3) substitute y-1 and split integrand
Split the term?

2. Jun 11, 2008

### rootX

1. I would say use x = tan(u)

plug in values for x and dx.. and simplify. Integrate with respect to u and then convert from u to x

3. Jun 11, 2008

### dirk_mec1

That gives a $$\frac{1}{ \sec^4(u) }$$ does this makes life easier?

4. Jun 11, 2008

### armis

I think the 2nd one can be solved as follows:

$${\int}xdx/(x^2+1) = 1/2\sdot{\int}dx^2/(x^2+1)$$ and the rest is a piece of cake or am I missing something?

5. Jun 11, 2008

### dirk_mec1

Yes a x^4 -term.

6. Jun 11, 2008

### tiny-tim

Hi dirk_mec1!

1) Hint: $$\frac{1}{ \sec^4(u) }\,=\,cos^4u$$

2) Hint: No … you're missing a units term.

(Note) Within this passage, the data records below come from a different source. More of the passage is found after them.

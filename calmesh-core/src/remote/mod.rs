//! The calendar backend abstraction.
//!
//! Each provider crate implements [`CalendarRemote`] over its wire client.
//! The reconciler and the orchestrator only talk to this trait, which is what
//! lets tests swap in [`MemoryRemote`].

mod memory;

pub use memory::MemoryRemote;

use async_trait::async_trait;
use serde::{Deserialize, Serialize};

use crate::date_range::DateRange;
use crate::error::CalMeshResult;
use crate::event::CalendarEvent;

/// What a backend reports back after a create or update.
#[derive(Debug, Clone, PartialEq, Eq, Serialize, Deserialize)]
pub struct WrittenEvent {
    pub id: String,
    /// New version marker, when the server returned one
    pub version: Option<String>,
    pub href: Option<String>,
}

/// Identity of an existing event on a backend.
#[derive(Debug, Clone, PartialEq, Eq)]
pub struct EventRef<'a> {
    pub id: &'a str,
    pub href: Option<&'a str>,
}

impl<'a> EventRef<'a> {
    pub fn new(id: &'a str, href: Option<&'a str>) -> Self {
        EventRef { id, href }
    }
}

#[derive(Debug, Clone, PartialEq, Eq, Serialize, Deserialize)]
pub struct CalendarInfo {
    /// Provider calendar id (absolute collection URL on CalDAV)
    pub id: String,
    pub display_name: String,
}

#[async_trait]
pub trait CalendarRemote: Send + Sync {
    /// Short backend name for logs and action lines.
    fn name(&self) -> &str;

    /// True when deleted events simply disappear from listings instead of
    /// coming back as cancelled tombstones.
    fn reports_deletions_by_absence(&self) -> bool;

    async fn list_calendars(&self) -> CalMeshResult<Vec<CalendarInfo>>;

    async fn create_calendar(&self, name: &str) -> CalMeshResult<CalendarInfo>;

    /// Events of a calendar inside `range`. Cancelled events are included
    /// (with `cancelled = true`) where the backend keeps them.
    async fn list_events(&self, calendar_id: &str, range: &DateRange) -> CalMeshResult<Vec<CalendarEvent>>;

    /// Create `event` as a new resource. The backend assigns the id.
    async fn create_event(&self, calendar_id: &str, event: &CalendarEvent) -> CalMeshResult<WrittenEvent>;

    /// Overwrite an existing event with the content of `event`.
    async fn update_event(
        &self,
        calendar_id: &str,
        target: &EventRef<'_>,
        event: &CalendarEvent,
    ) -> CalMeshResult<WrittenEvent>;

    /// Delete an event. Backends may report an already-deleted event either
    /// as success or as a 404/410 error; callers treat both as deleted.
    async fn delete_event(&self, calendar_id: &str, target: &EventRef<'_>) -> CalMeshResult<()>;
}
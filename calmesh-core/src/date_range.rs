//! Fetch windows for event listing.

use chrono::{DateTime, Duration, Utc};

use crate::constants::{DEFAULT_LOOKAHEAD_DAYS, DEFAULT_LOOKBACK_DAYS};

/// Date range for filtering events.
/// A `None` end means the window is open towards the future.
#[derive(Debug, Clone, PartialEq, Eq)]
pub struct DateRange {
    pub from: DateTime<Utc>,
    pub to: Option<DateTime<Utc>>,
}

impl Default for DateRange {
    fn default() -> Self {
        DateRange::around(Utc::now(), DEFAULT_LOOKBACK_DAYS, DEFAULT_LOOKAHEAD_DAYS)
    }
}

impl DateRange {
    /// `[now - lookback_days, now + lookahead_days]`
    pub fn around(now: DateTime<Utc>, lookback_days: i64, lookahead_days: i64) -> Self {
        DateRange {
            from: now - Duration::days(lookback_days),
            to: Some(now + Duration::days(lookahead_days)),
        }
    }

    /// Open-ended window starting at `from`.
    pub fn since(from: DateTime<Utc>) -> Self {
        DateRange { from, to: None }
    }

    pub fn contains(&self, instant: DateTime<Utc>) -> bool {
        instant >= self.from && self.to.is_none_or(|to| instant <= to)
    }

    /// `from` in CalDAV time-range format (`YYYYMMDDTHHMMSSZ`).
    pub fn caldav_from(&self) -> String {
        format_caldav_datetime(self.from)
    }

    /// `to` in CalDAV time-range format, using a far future date if unbounded.
    pub fn caldav_to(&self) -> String {
        let to = self
            .to
            .unwrap_or_else(|| self.from + Duration::days(365 * 10));
        format_caldav_datetime(to)
    }
}

/// Format an instant for CalDAV time-range queries (`20250101T000000Z`).
pub fn format_caldav_datetime(instant: DateTime<Utc>) -> String {
    instant.format("%Y%m%dT%H%M%SZ").to_string()
}

#[cfg(test)]
mod tests {
    use super::*;
    use chrono::TimeZone;

    #[test]
    fn open_window_contains_far_future() {
        let from = Utc.with_ymd_and_hms(2025, 1, 1, 0, 0, 0).unwrap();
        let range = DateRange::since(from);
        assert!(range.contains(Utc.with_ymd_and_hms(2030, 6, 1, 0, 0, 0).unwrap()));
        assert!(!range.contains(Utc.with_ymd_and_hms(2024, 12, 31, 23, 0, 0).unwrap()));
    }

    #[test]
    fn caldav_format() {
        let now = Utc.with_ymd_and_hms(2025, 3, 20, 15, 4, 5).unwrap();
        let range = DateRange::around(now, 30, 0);
        assert_eq!(range.caldav_from(), "20250218T150405Z");
        assert_eq!(range.caldav_to(), "20250320T150405Z");
    }
}
//! In-process job queue with a fixed worker pool.
//!
//! At most one job per user runs at a time. A job for a busy user is parked
//! and coalesced with any other parked job for that user, then re-dispatched
//! once the running one finishes.

use std::collections::{HashMap, HashSet};
use std::sync::Arc;
use std::time::Duration;

use async_trait::async_trait;
use calmesh_core::store::{JobQueue, SyncJob, SyncTrigger, UserId};
use calmesh_core::{CalMeshError, CalMeshResult};
use tokio::sync::{Mutex, mpsc};
use tokio::time::{self, Instant, MissedTickBehavior};
use tracing::{debug, error, info, warn};

/// Runs dequeued jobs.
#[async_trait]
pub trait JobHandler: Send + Sync + 'static {
    async fn handle(&self, job: &SyncJob, queue: &dyn JobQueue) -> CalMeshResult<()>;
}

#[derive(Debug, Clone)]
pub struct QueueSettings {
    pub workers: usize,
    pub max_attempts: u32,
    pub retry_backoff: Duration,
}

#[derive(Debug, Clone)]
struct Envelope {
    job: SyncJob,
    attempt: u32,
}

struct Shared {
    tx: mpsc::UnboundedSender<Envelope>,
    rx: Mutex<mpsc::UnboundedReceiver<Envelope>>,
    handler: Arc<dyn JobHandler>,
    settings: QueueSettings,
    running: Mutex<HashSet<UserId>>,
    parked: Mutex<HashMap<UserId, Envelope>>,
}

#[derive(Clone)]
pub struct LocalQueue {
    shared: Arc<Shared>,
}

impl LocalQueue {
    /// Spawn `settings.workers` worker tasks on the current runtime.
    pub fn start(handler: Arc<dyn JobHandler>, settings: QueueSettings) -> Self {
        let (tx, rx) = mpsc::unbounded_channel();
        let workers = settings.workers.max(1);

        let queue = LocalQueue {
            shared: Arc::new(Shared {
                tx,
                rx: Mutex::new(rx),
                handler,
                settings,
                running: Mutex::new(HashSet::new()),
                parked: Mutex::new(HashMap::new()),
            }),
        };

        for worker in 0..workers {
            let queue = queue.clone();
            tokio::spawn(async move { queue.work(worker).await });
        }
        info!(workers, "job queue started");

        queue
    }

    fn send(&self, envelope: Envelope) -> CalMeshResult<()> {
        self.shared
            .tx
            .send(envelope)
            .map_err(|_| CalMeshError::Store("job queue is closed".into()))
    }

    async fn work(&self, worker: usize) {
        loop {
            let next = self.shared.rx.lock().await.recv().await;
            let Some(envelope) = next else {
                debug!(worker, "job queue closed, worker exiting");
                return;
            };
            self.process(envelope).await;
        }
    }

    async fn process(&self, envelope: Envelope) {
        let user_id = match &envelope.job {
            SyncJob::User { user_id, .. } => Some(user_id.clone()),
            SyncJob::FanOut => None,
        };

        if let Some(user_id) = &user_id {
            let mut running = self.shared.running.lock().await;
            if running.contains(user_id) {
                debug!(user_id = %user_id, "user job already running, parking");
                let mut parked = self.shared.parked.lock().await;
                let merged = match parked.remove(user_id) {
                    Some(existing) => coalesce(existing, envelope),
                    None => envelope,
                };
                parked.insert(user_id.clone(), merged);
                return;
            }
            running.insert(user_id.clone());
        }

        // A panicking handler must not leave the user marked as running
        let handler = Arc::clone(&self.shared.handler);
        let job = envelope.job.clone();
        let queue = self.clone();
        let result = tokio::spawn(async move { handler.handle(&job, &queue).await })
            .await
            .unwrap_or_else(|e| Err(CalMeshError::JobAborted(e.to_string())));

        if let Err(e) = result {
            self.retry_later(envelope, e);
        }

        if let Some(user_id) = &user_id {
            self.shared.running.lock().await.remove(user_id);
            let parked = self.shared.parked.lock().await.remove(user_id);
            if let Some(Err(e)) = parked.map(|envelope| self.send(envelope)) {
                error!(user_id = %user_id, "failed to re-dispatch parked job: {e}");
            }
        }
    }

    fn retry_later(&self, envelope: Envelope, e: CalMeshError) {
        let attempt = envelope.attempt + 1;
        if attempt >= self.shared.settings.max_attempts {
            error!(job = ?envelope.job, attempts = attempt, "job failed, giving up: {e}");
            return;
        }

        let delay = backoff(self.shared.settings.retry_backoff, envelope.attempt);
        warn!(job = ?envelope.job, attempt, "job failed, retrying in {delay:?}: {e}");

        let queue = self.clone();
        tokio::spawn(async move {
            time::sleep(delay).await;
            if let Err(e) = queue.send(Envelope {
                job: envelope.job,
                attempt,
            }) {
                error!("failed to re-enqueue job: {e}");
            }
        });
    }
}

/// `base · 2^attempt`
fn backoff(base: Duration, attempt: u32) -> Duration {
    base.saturating_mul(2u32.saturating_pow(attempt))
}

/// Two parked jobs for one user collapse into one. A manual trigger wins over
/// an automatic one, and the lower attempt count is kept.
fn coalesce(existing: Envelope, incoming: Envelope) -> Envelope {
    let manual = |e: &Envelope| matches!(e.job, SyncJob::User { trigger: SyncTrigger::Manual, .. });
    if manual(&existing) && !manual(&incoming) {
        Envelope {
            attempt: incoming.attempt.min(existing.attempt),
            ..existing
        }
    } else {
        Envelope {
            attempt: incoming.attempt.min(existing.attempt),
            ..incoming
        }
    }
}

#[async_trait]
impl JobQueue for LocalQueue {
    async fn enqueue(&self, job: SyncJob) -> CalMeshResult<()> {
        self.send(Envelope { job, attempt: 0 })
    }

    async fn register_repeat(&self, job: SyncJob, every: Duration) -> CalMeshResult<()> {
        let queue = self.clone();
        info!(job = ?job, "repeating every {every:?}");

        tokio::spawn(async move {
            let mut ticker = time::interval_at(Instant::now() + every, every);
            ticker.set_missed_tick_behavior(MissedTickBehavior::Skip);

            loop {
                ticker.tick().await;
                debug!(job = ?job, "scheduler tick");
                if let Err(e) = queue.enqueue(job.clone()).await {
                    error!("scheduler stopped: {e}");
                    return;
                }
            }
        });

        Ok(())
    }
}
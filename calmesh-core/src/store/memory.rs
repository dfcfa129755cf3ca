use async_trait::async_trait;
use chrono::DateTime;
use serde::{Deserialize, Serialize};
use tokio::sync::Mutex;

use crate::error::{CalMeshError, CalMeshResult};
use crate::store::model::{
    Account, CalendarMapping, EventMapping, Provider, SyncLogEntry, User, UserId,
};
use crate::store::{CredentialStore, MappingStore, SyncLogSink, UserStore};

/// Sync log lines kept per user; older lines are dropped on append.
const MAX_LOG_ENTRIES_PER_USER: usize = 500;

/// All persisted records, with the constraint checks a database would enforce.
///
/// [`MemoryStore`] keeps this behind a lock; file-backed stores serialize it.
#[derive(Debug, Default, Clone, Serialize, Deserialize)]
pub struct StoreData {
    #[serde(default)]
    pub users: Vec<User>,
    #[serde(default)]
    pub accounts: Vec<Account>,
    #[serde(default)]
    pub calendar_mappings: Vec<CalendarMapping>,
    #[serde(default)]
    pub event_mappings: Vec<EventMapping>,
    #[serde(default)]
    pub logs: Vec<SyncLogEntry>,
}

impl StoreData {
    pub fn accounts(&self, user_id: &str) -> Vec<Account> {
        self.accounts
            .iter()
            .filter(|a| a.user_id == user_id)
            .cloned()
            .collect()
    }

    /// Connecting a first account registers the user with auto-sync on.
    pub fn save_account(&mut self, account: Account) {
        if !self.users.iter().any(|u| u.id == account.user_id) {
            self.users.push(User {
                id: account.user_id.clone(),
                auto_sync: true,
            });
        }
        match self
            .accounts
            .iter_mut()
            .find(|a| a.user_id == account.user_id && a.provider == account.provider)
        {
            Some(existing) => *existing = account,
            None => self.accounts.push(account),
        }
    }

    pub fn delete_account(&mut self, user_id: &str, provider: Provider) {
        self.accounts
            .retain(|a| !(a.user_id == user_id && a.provider == provider));
    }

    pub fn auto_sync_users(&self) -> Vec<UserId> {
        self.users
            .iter()
            .filter(|u| u.auto_sync)
            .map(|u| u.id.clone())
            .collect()
    }

    pub fn set_auto_sync(&mut self, user_id: &str, enabled: bool) {
        match self.users.iter_mut().find(|u| u.id == user_id) {
            Some(user) => user.auto_sync = enabled,
            None => self.users.push(User {
                id: user_id.to_string(),
                auto_sync: enabled,
            }),
        }
    }

    pub fn calendar_mappings(&self, user_id: &str) -> Vec<CalendarMapping> {
        self.calendar_mappings
            .iter()
            .filter(|m| m.user_id == user_id)
            .cloned()
            .collect()
    }

    pub fn upsert_calendar_mapping(&mut self, mapping: CalendarMapping) -> CalMeshResult<()> {
        let clashes = |other: &CalendarMapping| {
            other.user_id == mapping.user_id
                && other.id != mapping.id
                && ((mapping.source_calendar_id.is_some()
                    && other.source_calendar_id == mapping.source_calendar_id)
                    || (mapping.target_calendar_id.is_some()
                        && other.target_calendar_id == mapping.target_calendar_id))
        };
        if let Some(other) = self.calendar_mappings.iter().find(|m| clashes(m)) {
            return Err(CalMeshError::Store(format!(
                "calendar already mapped by '{}'",
                other.display_name
            )));
        }

        match self.calendar_mappings.iter_mut().find(|m| m.id == mapping.id) {
            Some(existing) => *existing = mapping,
            None => self.calendar_mappings.push(mapping),
        }
        Ok(())
    }

    pub fn delete_calendar_mapping(&mut self, user_id: &str, mapping_id: &str) {
        self.calendar_mappings
            .retain(|m| !(m.user_id == user_id && m.id == mapping_id));
        self.event_mappings
            .retain(|m| !(m.user_id == user_id && m.calendar_mapping_id == mapping_id));
    }

    pub fn event_mappings(&self, user_id: &str) -> Vec<EventMapping> {
        self.event_mappings
            .iter()
            .filter(|m| m.user_id == user_id)
            .cloned()
            .collect()
    }

    pub fn find_by_source(&self, user_id: &str, source_event_id: &str) -> Option<EventMapping> {
        self.event_mappings
            .iter()
            .find(|m| m.user_id == user_id && m.source_event_id == source_event_id)
            .cloned()
    }

    pub fn find_by_target(&self, user_id: &str, target_event_id: &str) -> Option<EventMapping> {
        self.event_mappings
            .iter()
            .find(|m| m.user_id == user_id && m.target_event_id == target_event_id)
            .cloned()
    }

    pub fn upsert_event_mapping(&mut self, mut mapping: EventMapping) -> CalMeshResult<()> {
        let target_taken = self.event_mappings.iter().any(|m| {
            m.user_id == mapping.user_id
                && m.target_event_id == mapping.target_event_id
                && m.source_event_id != mapping.source_event_id
        });
        if target_taken {
            return Err(CalMeshError::MappingConflict {
                event_id: mapping.target_event_id,
            });
        }

        match self.event_mappings.iter_mut().find(|m| {
            m.user_id == mapping.user_id && m.source_event_id == mapping.source_event_id
        }) {
            Some(existing) => {
                mapping.last_synced_at = mapping.last_synced_at.max(existing.last_synced_at);
                *existing = mapping;
            }
            None => self.event_mappings.push(mapping),
        }
        Ok(())
    }

    pub fn delete_event_mapping(&mut self, user_id: &str, source_event_id: &str) {
        self.event_mappings
            .retain(|m| !(m.user_id == user_id && m.source_event_id == source_event_id));
    }

    pub fn reset_last_synced(&mut self, user_id: &str) -> usize {
        let mut count = 0;
        for mapping in self.event_mappings.iter_mut().filter(|m| m.user_id == user_id) {
            mapping.last_synced_at = DateTime::UNIX_EPOCH;
            count += 1;
        }
        count
    }

    pub fn append_log(&mut self, entry: SyncLogEntry) {
        let user_id = entry.user_id.clone();
        self.logs.push(entry);

        let kept = self.logs.iter().filter(|e| e.user_id == user_id).count();
        if kept > MAX_LOG_ENTRIES_PER_USER {
            let mut excess = kept - MAX_LOG_ENTRIES_PER_USER;
            self.logs.retain(|e| {
                if excess > 0 && e.user_id == user_id {
                    excess -= 1;
                    false
                } else {
                    true
                }
            });
        }
    }

    pub fn recent_logs(&self, user_id: &str, limit: usize) -> Vec<SyncLogEntry> {
        self.logs
            .iter()
            .rev()
            .filter(|e| e.user_id == user_id)
            .take(limit)
            .cloned()
            .collect()
    }
}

3) Do the substitution anyway, and show us what you get.

7. Jun 11, 2008

### armis

The last one:

$$3)\ \int \frac{x e^x}{(x+1)^2}\ \mbox{d}x = {\int}xde^x/(x+1)^2 = {\int} (x+1)de^x/(x+1)^2 - de^x/(x+1)^2$$

The rest I leave for you. If I am not mistaken you should get $$e^x/(x+1)$$

Sorry for my LaTeX skills. I haven't figured it out yet

8. Jun 11, 2008

### dirk_mec1

Hi tiny tim,

1) Oh now I see how to do the first one!
2) what is a units term?
3) working on it right now.

9. Jun 11, 2008

### tiny-tim

Sorry … I meant an ordinary number (with no x).

Subtract a number from the denominator, to make a perfect square.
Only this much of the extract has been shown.